*** Opening of EXTRACTED MATERIAL ***

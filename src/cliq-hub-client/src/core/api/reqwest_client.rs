// src/core/api/reqwest_client.rs
use async_trait::async_trait;
use reqwest::header::{HeaderValue, AUTHORIZATION};
use serde_json::Value;
use tracing::instrument;

use crate::config::ClientConfig;
use crate::core::api::{error_message, ApiRequest, HttpClient, HttpMethod};
use crate::debug_log;
use crate::error::{ClientError, ConfigError};

#[derive(Debug, Clone)]
pub struct ReqwestClient {
    client: reqwest::Client,
}

impl ReqwestClient {
    /// Fails when the TLS backend cannot be initialised.
    pub fn new(config: &ClientConfig) -> Result<Self, ConfigError> {
        let mut builder = reqwest::Client::builder();
        if let Some(timeout) = config.request_timeout {
            builder = builder.timeout(timeout);
        }

        let client = builder
            .build()
            .map_err(|e| ConfigError::HttpClient(e.to_string()))?;
        Ok(Self { client })
    }

    pub fn from_client(client: reqwest::Client) -> Self {
        Self { client }
    }
}

#[async_trait]
impl HttpClient for ReqwestClient {
    #[instrument(name = "hub_http_send", skip(self, request), fields(method = %request.method, url = %request.url))]
    async fn send(&self, request: ApiRequest) -> Result<Value, ClientError> {
        let url = request.url.clone();
        let transport = |e: reqwest::Error| ClientError::Transport {
            url: url.clone(),
            message: e.to_string(),
        };

        let mut builder = match request.method {
            HttpMethod::Get => self.client.get(&request.url),
            HttpMethod::Post => self.client.post(&request.url),
        };

        if let Some(header) = request.authorization_header() {
            let value = HeaderValue::from_str(&header)
                .map_err(|e| ClientError::Decode(format!("invalid auth header: {e}")))?;
            builder = builder.header(AUTHORIZATION, value);
        }

        if let Some(body) = &request.body {
            builder = builder.json(body);
        }

        let response = builder.send().await.map_err(transport)?;
        let status = response.status();
        let text = response.text().await.map_err(transport)?;

        debug_log!("{} {} -> {}", request.method, request.url, status.as_u16());

        if !status.is_success() {
            return Err(ClientError::Status {
                url,
                status: status.as_u16(),
                message: error_message(&text).unwrap_or_else(|| {
                    status.canonical_reason().unwrap_or("request failed").to_string()
                }),
            });
        }

        if text.trim().is_empty() {
            return Ok(Value::Null);
        }

        Ok(serde_json::from_str(&text)?)
    }
}
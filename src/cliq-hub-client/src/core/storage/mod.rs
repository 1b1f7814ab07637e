// src/core/storage/mod.rs
//! Persistent key-value adapters.
//!
//! The session layer only needs synchronous string get/set/remove. Every
//! call may fail (disabled storage, full disk, a file someone hand-edited);
//! callers decide how to degrade.

use crate::error::StorageError;

pub mod file;
pub mod memory;

pub use file::FileStore;
pub use memory::MemoryStore;

pub trait KeyValueStore: Send + Sync {
    fn get(&self, key: &str) -> Result<Option<String>, StorageError>;
    fn set(&self, key: &str, value: &str) -> Result<(), StorageError>;
    fn remove(&self, key: &str) -> Result<(), StorageError>;
}
// src/routes/router.rs
use std::collections::BTreeMap;
use std::sync::atomic::{AtomicUsize, Ordering};
use std::sync::OnceLock;

use matchit::Router;
use url::form_urlencoded;

use crate::core::state::session::state::SessionStore;
use crate::debug_log;
use crate::error::RouteError;
use crate::routes::views::{self, ViewId, ViewModule};
use crate::types::ViewLoader;

pub const HOME_PATH: &str = "/";
pub const LOGIN_PATH: &str = "/login";
pub const REGISTER_PATH: &str = "/register";
pub const TEMPLATE_DETAIL_PATH: &str = "/templates/{id}";
pub const UPLOAD_PATH: &str = "/upload";

#[derive(Debug, Clone, Copy, PartialEq, Eq)]
pub enum RouteLoading {
    Eager,
    Lazy,
}

#[derive(Debug, Clone, Copy, PartialEq, Eq)]
pub enum RouteAccess {
    Public,
    /// Only enforced by [`RouteTable::navigate`]; `resolve` ignores it.
    Authenticated,
}

#[derive(Debug, Clone, Copy)]
pub struct RouteDefinition {
    pub name: &'static str,
    /// matchit syntax, `{param}` for path params.
    pub path: &'static str,
    pub view: ViewId,
    pub loading: RouteLoading,
    pub access: RouteAccess,
    pub loader: ViewLoader,
}

impl RouteDefinition {
    /// The path written with `:param` placeholders.
    pub fn display_path(&self) -> String {
        self.path.replace('{', ":").replace('}', "")
    }
}

pub const ROUTES: &[RouteDefinition] = &[
    RouteDefinition {
        name: "home",
        path: HOME_PATH,
        view: ViewId::Home,
        loading: RouteLoading::Eager,
        access: RouteAccess::Public,
        loader: views::load_home,
    },
    RouteDefinition {
        name: "login",
        path: LOGIN_PATH,
        view: ViewId::Login,
        loading: RouteLoading::Lazy,
        access: RouteAccess::Public,
        loader: views::load_login,
    },
    RouteDefinition {
        name: "register",
        path: REGISTER_PATH,
        view: ViewId::Register,
        loading: RouteLoading::Lazy,
        access: RouteAccess::Public,
        loader: views::load_register,
    },
    RouteDefinition {
        name: "template-detail",
        path: TEMPLATE_DETAIL_PATH,
        view: ViewId::TemplateDetail,
        loading: RouteLoading::Lazy,
        access: RouteAccess::Public,
        loader: views::load_template_detail,
    },
    RouteDefinition {
        name: "upload",
        path: UPLOAD_PATH,
        view: ViewId::Upload,
        loading: RouteLoading::Lazy,
        access: RouteAccess::Authenticated,
        loader: views::load_upload,
    },
];

struct RouteSlot {
    definition: RouteDefinition,
    module: OnceLock<ViewModule>,
    loads: AtomicUsize,
}

impl RouteSlot {
    fn module(&self) -> &ViewModule {
        self.module.get_or_init(|| {
            self.loads.fetch_add(1, Ordering::Relaxed);
            debug_log!("Loading view module for {}", self.definition.name);
            (self.definition.loader)()
        })
    }
}

#[derive(Debug, Clone, PartialEq, Eq)]
pub struct RouteMatch<'a> {
    pub name: &'static str,
    pub view: ViewId,
    pub access: RouteAccess,
    pub module: &'a ViewModule,
    pub params: BTreeMap<String, String>,
    pub query: BTreeMap<String, String>,
}

#[derive(Debug, Clone, PartialEq, Eq)]
pub enum Navigation<'a> {
    Render(RouteMatch<'a>),
    /// The route needs a session and there is none.
    Redirect { to: &'static str, from: String },
}

/// Path to view table. View modules load on first visit and stay cached
/// for the life of the table.
pub struct RouteTable {
    router: Router<usize>,
    slots: Vec<RouteSlot>,
}

impl RouteTable {
    pub fn new() -> Result<Self, RouteError> {
        Self::from_definitions(ROUTES)
    }

    pub fn from_definitions(definitions: &[RouteDefinition]) -> Result<Self, RouteError> {
        let mut router = Router::new();
        let mut slots = Vec::with_capacity(definitions.len());

        for (index, definition) in definitions.iter().enumerate() {
            debug_log!("Registering route {}: {}", definition.name, definition.path);
            router
                .insert(definition.path, index)
                .map_err(|e| RouteError::InvalidPattern {
                    pattern: definition.path.to_string(),
                    message: e.to_string(),
                })?;

            slots.push(RouteSlot {
                definition: *definition,
                module: OnceLock::new(),
                loads: AtomicUsize::new(0),
            });
        }

        let table = Self { router, slots };
        for slot in &table.slots {
            if slot.definition.loading == RouteLoading::Eager {
                slot.module();
            }
        }

        Ok(table)
    }

    /// Matches a location (path plus optional query and fragment). Performs
    /// no access check.
    pub fn resolve(&self, location: &str) -> Result<RouteMatch<'_>, RouteError> {
        let (path, query) = split_location(location);

        let matched = self
            .router
            .at(&path)
            .map_err(|_| RouteError::NotFound(path.clone()))?;
        let slot = &self.slots[*matched.value];

        let params = matched
            .params
            .iter()
            .map(|(key, value)| {
                let decoded = urlencoding::decode(value)
                    .map(|v| v.into_owned())
                    .unwrap_or_else(|_| value.to_string());
                (key.to_string(), decoded)
            })
            .collect();

        Ok(RouteMatch {
            name: slot.definition.name,
            view: slot.definition.view,
            access: slot.definition.access,
            module: slot.module(),
            params,
            query: parse_query_string(query),
        })
    }

    /// `resolve` plus the session check for [`RouteAccess::Authenticated`]
    /// routes. Lazy modules of guarded routes are not loaded on redirect.
    pub fn navigate(
        &self,
        location: &str,
        session: &SessionStore,
    ) -> Result<Navigation<'_>, RouteError> {
        let (path, _) = split_location(location);
        let matched = self
            .router
            .at(&path)
            .map_err(|_| RouteError::NotFound(path.clone()))?;
        let slot = &self.slots[*matched.value];

        if slot.definition.access == RouteAccess::Authenticated && !session.is_authenticated() {
            debug_log!("Redirecting {} to {LOGIN_PATH}: no session", slot.definition.name);
            return Ok(Navigation::Redirect {
                to: LOGIN_PATH,
                from: path,
            });
        }

        self.resolve(location).map(Navigation::Render)
    }

    pub fn is_loaded(&self, name: &str) -> bool {
        self.slot(name).is_some_and(|slot| slot.module.get().is_some())
    }

    /// How many times the named route's loader ran. At most one.
    pub fn load_count(&self, name: &str) -> usize {
        self.slot(name)
            .map(|slot| slot.loads.load(Ordering::Relaxed))
            .unwrap_or_default()
    }

    pub fn definitions(&self) -> impl Iterator<Item = &RouteDefinition> {
        self.slots.iter().map(|slot| &slot.definition)
    }

    fn slot(&self, name: &str) -> Option<&RouteSlot> {
        self.slots.iter().find(|slot| slot.definition.name == name)
    }
}

fn split_location(location: &str) -> (String, &str) {
    let without_fragment = location.split('#').next().unwrap_or_default();
    let (path, query) = without_fragment
        .split_once('?')
        .unwrap_or((without_fragment, ""));

    let trimmed = path.trim_end_matches('/');
    let path = if trimmed.is_empty() {
        HOME_PATH.to_string()
    } else if trimmed.starts_with('/') {
        trimmed.to_string()
    } else {
        format!("/{trimmed}")
    };

    (path, query)
}

pub fn parse_query_string(query: &str) -> BTreeMap<String, String> {
    form_urlencoded::parse(query.as_bytes()).into_owned().collect()
}
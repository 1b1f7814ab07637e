// src/core/mod.rs

pub mod api;
pub mod state;
pub mod storage;
pub mod types;
// src/error.rs
use std::fmt;

use thiserror::Error;

/// Coarse failure classes surfaced by the typed store actions.
#[derive(Debug, Clone, Copy, PartialEq, Eq, Hash)]
#[non_exhaustive]
pub enum FailureKind {
    Network,
    Status,
    Decode,
    Storage,
}

impl FailureKind {
    #[must_use]
    pub const fn as_str(self) -> &'static str {
        match self {
            Self::Network => "network_error",
            Self::Status => "status_error",
            Self::Decode => "decode_error",
            Self::Storage => "storage_error",
        }
    }
}

impl fmt::Display for FailureKind {
    fn fmt(&self, f: &mut fmt::Formatter<'_>) -> fmt::Result {
        f.write_str(self.as_str())
    }
}

#[derive(Error, Debug, Clone, PartialEq, Eq)]
pub enum StorageError {
    #[error("storage unavailable: {0}")]
    Unavailable(String),

    #[error("storage io failure at {path}: {message}")]
    Io { path: String, message: String },

    #[error("storage file is corrupt: {0}")]
    Corrupt(String),
}

#[derive(Error, Debug, Clone, PartialEq, Eq)]
pub enum ClientError {
    #[error("request to {url} failed: {message}")]
    Transport { url: String, message: String },

    #[error("{url} answered {status}: {message}")]
    Status {
        url: String,
        status: u16,
        message: String,
    },

    #[error("unexpected response body: {0}")]
    Decode(String),

    #[error(transparent)]
    Storage(#[from] StorageError),
}

impl ClientError {
    #[must_use]
    pub fn kind(&self) -> FailureKind {
        match self {
            Self::Transport { .. } => FailureKind::Network,
            Self::Status { .. } => FailureKind::Status,
            Self::Decode(_) => FailureKind::Decode,
            Self::Storage(_) => FailureKind::Storage,
        }
    }

    /// HTTP status of a rejected request, if the server answered at all.
    #[must_use]
    pub fn status(&self) -> Option<u16> {
        match self {
            Self::Status { status, .. } => Some(*status),
            _ => None,
        }
    }
}

impl From<serde_json::Error> for ClientError {
    fn from(err: serde_json::Error) -> Self {
        Self::Decode(err.to_string())
    }
}

#[derive(Error, Debug, Clone, PartialEq, Eq)]
pub enum RouteError {
    #[error("no route matches {0}")]
    NotFound(String),

    #[error("invalid route pattern {pattern}: {message}")]
    InvalidPattern { pattern: String, message: String },
}

#[derive(Error, Debug, Clone, PartialEq, Eq)]
pub enum ConfigError {
    #[error("invalid {key} value {value:?}: {message}")]
    Invalid {
        key: &'static str,
        value: String,
        message: String,
    },

    #[error("could not build the HTTP client: {0}")]
    HttpClient(String),
}

/// Failures while wiring a [`crate::ClientContext`].
#[derive(Error, Debug, Clone, PartialEq, Eq)]
pub enum ContextError {
    #[error(transparent)]
    Config(#[from] ConfigError),

    #[error(transparent)]
    Route(#[from] RouteError),
}
// src/core/state/session/mod.rs

pub mod state;
pub mod types;
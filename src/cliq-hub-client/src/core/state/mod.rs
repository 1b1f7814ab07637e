// src/core/state/mod.rs

pub mod session;
pub mod templates;
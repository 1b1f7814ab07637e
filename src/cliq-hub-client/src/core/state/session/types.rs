// src/core/state/session/types.rs
use serde::{Deserialize, Serialize};

use crate::core::types::UserID;

pub const TOKEN_STORAGE_KEY: &str = "token";
pub const USER_STORAGE_KEY: &str = "user";

#[derive(Debug, Clone, PartialEq, Eq, Serialize, Deserialize)]
pub struct SessionUser {
    pub username: String,
    pub id: UserID,
}

#[derive(Debug, Clone, Default, PartialEq, Eq)]
pub struct Session {
    /// Empty when nobody is signed in.
    pub token: String,
    pub user: Option<SessionUser>,
}

impl Session {
    pub fn is_authenticated(&self) -> bool {
        !self.token.is_empty()
    }
}

#[derive(Debug, Clone, Serialize)]
pub struct LoginRequest<'a> {
    pub email: &'a str,
    pub password: &'a str,
}

#[derive(Debug, Clone, Serialize)]
pub struct RegisterRequest<'a> {
    pub username: &'a str,
    pub email: &'a str,
    pub password: &'a str,
}

#[derive(Debug, Clone, Deserialize)]
pub struct LoginResponse {
    pub token: String,
    pub username: String,
    pub id: UserID,
}

impl LoginResponse {
    pub fn into_session(self) -> Session {
        Session {
            token: self.token,
            user: Some(SessionUser {
                username: self.username,
                id: self.id,
            }),
        }
    }
}
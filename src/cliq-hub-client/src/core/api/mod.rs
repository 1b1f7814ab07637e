// src/core/api/mod.rs
//! HTTP adapter seam between the stores and the hub API.

use async_trait::async_trait;
use serde::Serialize;
use serde_json::Value;
use std::fmt;

use crate::error::ClientError;

pub mod endpoints;
pub mod reqwest_client;

pub use endpoints::Endpoints;
pub use reqwest_client::ReqwestClient;

#[derive(Debug, Clone, Copy, PartialEq, Eq)]
pub enum HttpMethod {
    Get,
    Post,
}

impl HttpMethod {
    pub const fn as_str(self) -> &'static str {
        match self {
            Self::Get => "GET",
            Self::Post => "POST",
        }
    }
}

impl fmt::Display for HttpMethod {
    fn fmt(&self, f: &mut fmt::Formatter<'_>) -> fmt::Result {
        f.write_str(self.as_str())
    }
}

#[derive(Debug, Clone, PartialEq)]
pub struct ApiRequest {
    pub method: HttpMethod,
    pub url: String,
    pub body: Option<Value>,
    /// Sent as `Authorization: Bearer {token}` when present.
    pub bearer: Option<String>,
}

impl ApiRequest {
    pub fn get(url: impl Into<String>) -> Self {
        Self {
            method: HttpMethod::Get,
            url: url.into(),
            body: None,
            bearer: None,
        }
    }

    pub fn post<T: Serialize + ?Sized>(url: impl Into<String>, body: &T) -> Result<Self, ClientError> {
        Ok(Self {
            method: HttpMethod::Post,
            url: url.into(),
            body: Some(serde_json::to_value(body)?),
            bearer: None,
        })
    }

    /// Attaches a bearer token. An empty token leaves the request anonymous.
    pub fn with_bearer(mut self, token: &str) -> Self {
        self.bearer = (!token.is_empty()).then(|| token.to_string());
        self
    }

    pub fn authorization_header(&self) -> Option<String> {
        self.bearer.as_ref().map(|token| format!("Bearer {token}"))
    }
}

#[async_trait]
pub trait HttpClient: Send + Sync + 'static {
    /// Resolves to the decoded JSON body of a 2xx answer. Non-2xx answers
    /// and transport failures come back as errors. An empty 2xx body is
    /// `Value::Null`.
    async fn send(&self, request: ApiRequest) -> Result<Value, ClientError>;
}

/// Pulls the human readable message out of a hub error body, which is
/// either `{"error": "..."}` or `{"code": "...", "message": "..."}`.
pub fn error_message(body: &str) -> Option<String> {
    let value: Value = serde_json::from_str(body).ok()?;
    ["error", "message"]
        .iter()
        .find_map(|field| value.get(field).and_then(Value::as_str))
        .map(str::to_string)
}
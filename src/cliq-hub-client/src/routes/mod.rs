// src/routes/mod.rs

pub mod router;
pub mod views;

*** Close of EXTRACTED MATERIAL ***

Starting with the line with "if slot.definition.access == RouteAccess::Authenticated" above and going on through the line with "let (path, query) = without_fragment", transcribe every line exactly, both ends included, and add nothing.

        if slot.definition.access == RouteAccess::Authenticated && !session.is_authenticated() {
            debug_log!("Redirecting {} to {LOGIN_PATH}: no session", slot.definition.name);
            return Ok(Navigation::Redirect {
                to: LOGIN_PATH,
                from: path,
            });
        }

        self.resolve(location).map(Navigation::Render)
    }

    pub fn is_loaded(&self, name: &str) -> bool {
        self.slot(name).is_some_and(|slot| slot.module.get().is_some())
    }

    /// How many times the named route's loader ran. At most one.
    pub fn load_count(&self, name: &str) -> usize {
        self.slot(name)
            .map(|slot| slot.loads.load(Ordering::Relaxed))
            .unwrap_or_default()
    }

    pub fn definitions(&self) -> impl Iterator<Item = &RouteDefinition> {
        self.slots.iter().map(|slot| &slot.definition)
    }

    fn slot(&self, name: &str) -> Option<&RouteSlot> {
        self.slots.iter().find(|slot| slot.definition.name == name)
    }
}

fn split_location(location: &str) -> (String, &str) {
    let without_fragment = location.split('#').next().unwrap_or_default();
    let (path, query) = without_fragment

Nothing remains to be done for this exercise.